Nos anos 1960, Coutinho fez brevíssimas e divertidas aparições em filmes de ficção, seus e alheios. Em Câncer, de Glauber Rocha, por exemplo, fez alusão a seus queridos caderninhos. Tempos depois, emprestou sua voz característica a personagens que não apareciam na tela.
Embora fosse desafinado e não memorizasse direito as letras, Coutinho gostava de cantar. Gostava principalmente de ouvir os outros cantarem. Desde o início da carreira, pedia que seus personagens cantassem como uma forma de revelarem outra dimensão de si mesmos.
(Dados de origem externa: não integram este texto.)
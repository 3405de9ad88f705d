//! Core logging bootstrap.
//!
//! # Responsibility
//! - Initialize file-based rolling logs at most once per process.
//! - Keep log events metadata-only (`key=value`), never task titles.
//!
//! # Invariants
//! - Initialization is idempotent for the same level and directory.
//! - Re-initialization with a different level or directory is rejected.
//! - Initialization never panics.

use flexi_logger::{Cleanup, Criterion, FileSpec, Logger, LoggerHandle, Naming, WriteMode};
use log::{error, info};
use once_cell::sync::OnceCell;
use std::path::{Path, PathBuf};

const LOG_FILE_BASENAME: &str = "taskmgr";
const MAX_LOG_FILE_SIZE_BYTES: u64 = 2 * 1024 * 1024;
const MAX_LOG_FILES: usize = 3;
const MAX_PANIC_PAYLOAD_CHARS: usize = 160;

static LOGGING_STATE: OnceCell<LoggingState> = OnceCell::new();

struct LoggingState {
    level: &'static str,
    log_dir: PathBuf,
    _logger: LoggerHandle,
}

/// Starts rolling file logs under `log_dir` at `level`.
///
/// # Errors
/// - `level` is not one of `trace|debug|info|warn|error`.
/// - `log_dir` is empty, relative, or cannot be created.
/// - Logging is already active with a different level or directory.
pub fn init_logging(level: &str, log_dir: impl AsRef<Path>) -> Result<(), String> {
    let level = normalize_level(level)?;
    let log_dir = normalize_log_dir(log_dir.as_ref())?;

    let state = LOGGING_STATE.get_or_try_init(|| start_logger(level, &log_dir))?;
    ensure_same_config(state, level, &log_dir)
}

/// Returns `(level, log_dir)` when logging is active.
pub fn logging_status() -> Option<(&'static str, PathBuf)> {
    LOGGING_STATE
        .get()
        .map(|state| (state.level, state.log_dir.clone()))
}

/// `debug` for debug builds, `info` for release builds.
pub fn default_log_level() -> &'static str {
    if cfg!(debug_assertions) {
        "debug"
    } else {
        "info"
    }
}

fn start_logger(level: &'static str, log_dir: &Path) -> Result<LoggingState, String> {
    std::fs::create_dir_all(log_dir).map_err(|err| {
        format!(
            "failed to create log directory `{}`: {err}",
            log_dir.display()
        )
    })?;

    let logger = Logger::try_with_str(level)
        .map_err(|err| format!("invalid log level `{level}`: {err}"))?
        .log_to_file(
            FileSpec::default()
                .directory(log_dir)
                .basename(LOG_FILE_BASENAME),
        )
        .rotate(
            Criterion::Size(MAX_LOG_FILE_SIZE_BYTES),
            Naming::Numbers,
            Cleanup::KeepLogFiles(MAX_LOG_FILES),
        )
        .write_mode(WriteMode::BufferAndFlush)
        .append()
        .format_for_files(flexi_logger::detailed_format)
        .start()
        .map_err(|err| format!("failed to start logger: {err}"))?;

    install_panic_hook();

    info!(
        "event=app_start module=core status=ok platform={} version={} level={} log_dir={}",
        std::env::consts::OS,
        env!("CARGO_PKG_VERSION"),
        level,
        log_dir.display()
    );

    Ok(LoggingState {
        level,
        log_dir: log_dir.to_path_buf(),
        _logger: logger,
    })
}

fn ensure_same_config(state: &LoggingState, level: &str, log_dir: &Path) -> Result<(), String> {
    if state.log_dir != log_dir {
        return Err(format!(
            "logging already initialized at `{}`; refusing to switch to `{}`",
            state.log_dir.display(),
            log_dir.display()
        ));
    }
    if state.level != level {
        return Err(format!(
            "logging already initialized with level `{}`; refusing to switch to `{level}`",
            state.level
        ));
    }
    Ok(())
}

fn normalize_level(level: &str) -> Result<&'static str, String> {
    match level.trim().to_ascii_lowercase().as_str() {
        "trace" => Ok("trace"),
        "debug" => Ok("debug"),
        "info" => Ok("info"),
        "warn" | "warning" => Ok("warn"),
        "error" => Ok("error"),
        other => Err(format!(
            "unsupported log level `{other}`; expected trace|debug|info|warn|error"
        )),
    }
}

fn normalize_log_dir(log_dir: &Path) -> Result<PathBuf, String> {
    if log_dir.as_os_str().is_empty() {
        return Err("log_dir cannot be empty".to_string());
    }
    if !log_dir.is_absolute() {
        return Err(format!(
            "log_dir must be an absolute path, got `{}`",
            log_dir.display()
        ));
    }
    Ok(log_dir.to_path_buf())
}

// Only called from inside the OnceCell initializer, so it runs once.
fn install_panic_hook() {
    let previous_hook = std::panic::take_hook();
    std::panic::set_hook(Box::new(move |panic_info| {
        let location = panic_info
            .location()
            .map(|loc| format!("{}:{}", loc.file(), loc.line()))
            .unwrap_or_else(|| "unknown".to_string());
        let payload = panic_info
            .payload()
            .downcast_ref::<&str>()
            .map(|message| (*message).to_string())
            .or_else(|| panic_info.payload().downcast_ref::<String>().cloned())
            .unwrap_or_else(|| "non-string panic payload".to_string());
        error!(
            "event=panic_captured module=core status=error location={} payload={}",
            location,
            sanitize_message(&payload, MAX_PANIC_PAYLOAD_CHARS)
        );
        previous_hook(panic_info);
    }));
}

fn sanitize_message(value: &str, max_chars: usize) -> String {
    let normalized = value.replace(['\n', '\r'], " ");
    let mut truncated = normalized.chars().take(max_chars).collect::<String>();
    if normalized.chars().count() > max_chars {
        truncated.push_str("...");
    }
    truncated
}

#[cfg(test)]
mod tests {
    use super::{init_logging, logging_status, normalize_level, normalize_log_dir, sanitize_message};
    use std::path::Path;

    #[test]
    fn normalize_level_accepts_known_values() {
        assert_eq!(normalize_level("INFO").expect("INFO should normalize"), "info");
        assert_eq!(normalize_level(" warning ").expect("warning should normalize"), "warn");
        assert!(normalize_level("verbose").is_err());
    }

    #[test]
    fn normalize_log_dir_rejects_relative_and_empty() {
        let error =
            normalize_log_dir(Path::new("logs/dev")).expect_err("relative paths must be rejected");
        assert!(error.contains("absolute"));
        assert!(normalize_log_dir(Path::new("")).is_err());
    }

    #[test]
    fn sanitize_message_removes_newlines_and_truncates() {
        let sanitized = sanitize_message("line1\nline2\rline3", 8);
        assert!(!sanitized.contains('\n'));
        assert!(!sanitized.contains('\r'));
        assert!(sanitized.ends_with("..."));
    }

    #[test]
    fn init_logging_is_idempotent_and_rejects_conflicts() {
        let dir = tempfile::tempdir().expect("temp log dir");
        let other = tempfile::tempdir().expect("second temp log dir");

        init_logging("info", dir.path()).expect("first init should succeed");
        init_logging("info", dir.path()).expect("same config should be idempotent");

        let level_error =
            init_logging("debug", dir.path()).expect_err("level conflict should fail");
        assert!(level_error.contains("refusing to switch"));
        let dir_error =
            init_logging("info", other.path()).expect_err("directory conflict should fail");
        assert!(dir_error.contains("refusing to switch"));

        let (level, active_dir) = logging_status().expect("logging should be active");
        assert_eq!(level, "info");
        assert_eq!(active_dir, dir.path());
    }
}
Com As canções, dedicou um filme inteiro a esse prazer.
Num cinema voltado para a oralidade, há lugar também para curiosos instantes de silêncio. Nessas horas, percebemos melhor como Coutinho construía seus filmes a partir de uma tensão entre a palavra e sua ausência, entre o que era dito e o que era calado.
Frequentador assíduo de teatro na juventude, Coutinho dirigiu Pluft, o fantasminha em Paris, nos anos 1950, e trabalhou com Amir Haddad e Chico de Assis no início da carreira. No cinema, adaptou A falecida, de Nelson Rodrigues, com o amigo Leon Hirszman, e aproximou Shakespeare do cangaço em Faustão. Nos seus documentários, estimulou a autofabulação dos personagens, em busca de uma espécie de teatro da vida. As fronteiras entre relato documental e encenação, entre personagens reais e atores foram seguidamente esgarçadas em As canções, Jogo de cena e Moscou, filmados em locações teatrais.
Vez por outra, Coutinho era desafiado pelas circunstâncias da filmagem ou a verve de seus interlocutores. São momentos antológicos de sua obra, quando a conversa toma rumos inesperados ou é interrompida por força do acaso.